Imagine that you review the above results. Here are just a few of the many possible conclusions that you could come to:

  • “Hmm … something is not right …”
  • “It really shouldn’t be like this …”
  • “Maybe experiment A and experiment B are broken? I can't see much difference in them anyway ...”
  • “The results are best in experiment C, so my method must be working …”
  • “Or perhaps my method isn't working as it should? That would be too weird ...”
  • “It's just not possible that the simple approach can be better than my approach, which was based on much more complicated thought-processes …”


Case 3

Now, let’s imagine that the results are reversed:

Case 3

Yep, the conclusion is a no-brainer:

  • “Well, obviously, my new method is better than the current, frequently used method.”

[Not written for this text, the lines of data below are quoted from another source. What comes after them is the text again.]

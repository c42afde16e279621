use super::labels::{Priority, Sentiment};

/// Mentions that always escalate, whatever the sentiment.
pub const ESCALATION_KEYWORDS: [&str; 4] = ["legal", "court", "police", "fraud"];

/// Whether the complaint needs expedited human review.
pub fn evaluate(text: &str, priority: Priority, sentiment: Sentiment) -> bool {
    if priority == Priority::High && sentiment == Sentiment::Negative {
        return true;
    }

    let text_lower = text.to_lowercase();
    ESCALATION_KEYWORDS.iter().any(|kw| text_lower.contains(kw))
}
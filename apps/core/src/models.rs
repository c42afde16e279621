use serde::{Deserialize, Serialize};
use sqlx::FromRow;
use validator::Validate;

/// Decoding settings for the automated reply.
#[derive(Debug, Serialize, Deserialize, Clone, PartialEq, Validate)]
pub struct ReplySettings {
    /// Upper bound on generated tokens.
    #[validate(range(min = 8, max = 512))]
    pub max_length: u32,
    /// Penalty applied to already generated tokens. 1.0 disables it.
    #[validate(range(min = 1.0, max = 5.0))]
    pub repetition_penalty: f32,
    /// Minimum distance between repeated n-grams of this size. 0 disables it.
    #[validate(range(max = 10))]
    pub no_repeat_ngram_size: u32,
    /// Hard character bound on the stored reply.
    #[validate(range(min = 16, max = 4000))]
    pub max_chars: usize,
}

impl Default for ReplySettings {
    fn default() -> Self {
        Self {
            max_length: 70,
            repetition_penalty: 1.8,
            no_repeat_ngram_size: 3,
            max_chars: 480,
        }
    }
}

/// A persisted, analyzed complaint.
#[derive(Debug, Clone, Serialize, Deserialize, FromRow)]
pub struct Ticket {
    /// Monotonically increasing identifier assigned by the store.
    pub id: i64,
    pub complaint_text: String,
    pub category: String,
    pub sentiment: String,
    pub priority: String,
    pub department: String,
    pub escalation_flag: bool,
    pub reply_text: String,
    /// Unix timestamp assigned at insert time.
    pub created_at: i64,
}

/// Number of tickets sharing one value of a grouped column.
#[derive(Debug, Clone, PartialEq, Eq, Serialize, Deserialize, FromRow)]
pub struct LabelCount {
    pub label: String,
    pub count: i64,
}

/// Number of tickets created on one calendar day (UTC).
#[derive(Debug, Clone, PartialEq, Eq, Serialize, Deserialize, FromRow)]
pub struct DailyCount {
    /// ISO date, `YYYY-MM-DD`.
    pub day: String,
    pub count: i64,
}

Taking the right approach to analysing test results

As you can see, my analysis above was not at all objective, but was rather biased (based on my expectations), because of my personal, emotional, connection to the thing that I had created. So, looking at the whole process, let’s summarize what was good, and what was not so good.


The good stuff:

  • The fact that the test results were not what I was expecting forced me to start thinking about any external factors which could mean that the results of the test of my method seem to be worse than the true performance of my method. I was looking for someone, or something, to blame. But, next, because I was so determined to prove that my method was the best one, I then started to investigate the actual problem in a deep way


Eventually, I started asking myself questions about why my new method did not perform better than the previous one. This is important, because the key to really solving a problem lies in deep and thorough thought-processes. As Richard P. Feynman wrote: "The thing that doesn't fit is the thing that's the most interesting: the part that doesn't go according to what you expected."


The not so good stuff:

  • I was reluctant to acknowledge that my method gave results that were either the same as, or actually worse than, the simple, frequently used method.
  • If the test results had shown, on the face of it, that my method was better, I would not have questioned the results at all, but would have accepted the results at face value, and without the slightest hesitation. In fact, if someone else had questioned the test results, I would have defended my new method, rather than engaging in the process of testing my method in a meaningful way.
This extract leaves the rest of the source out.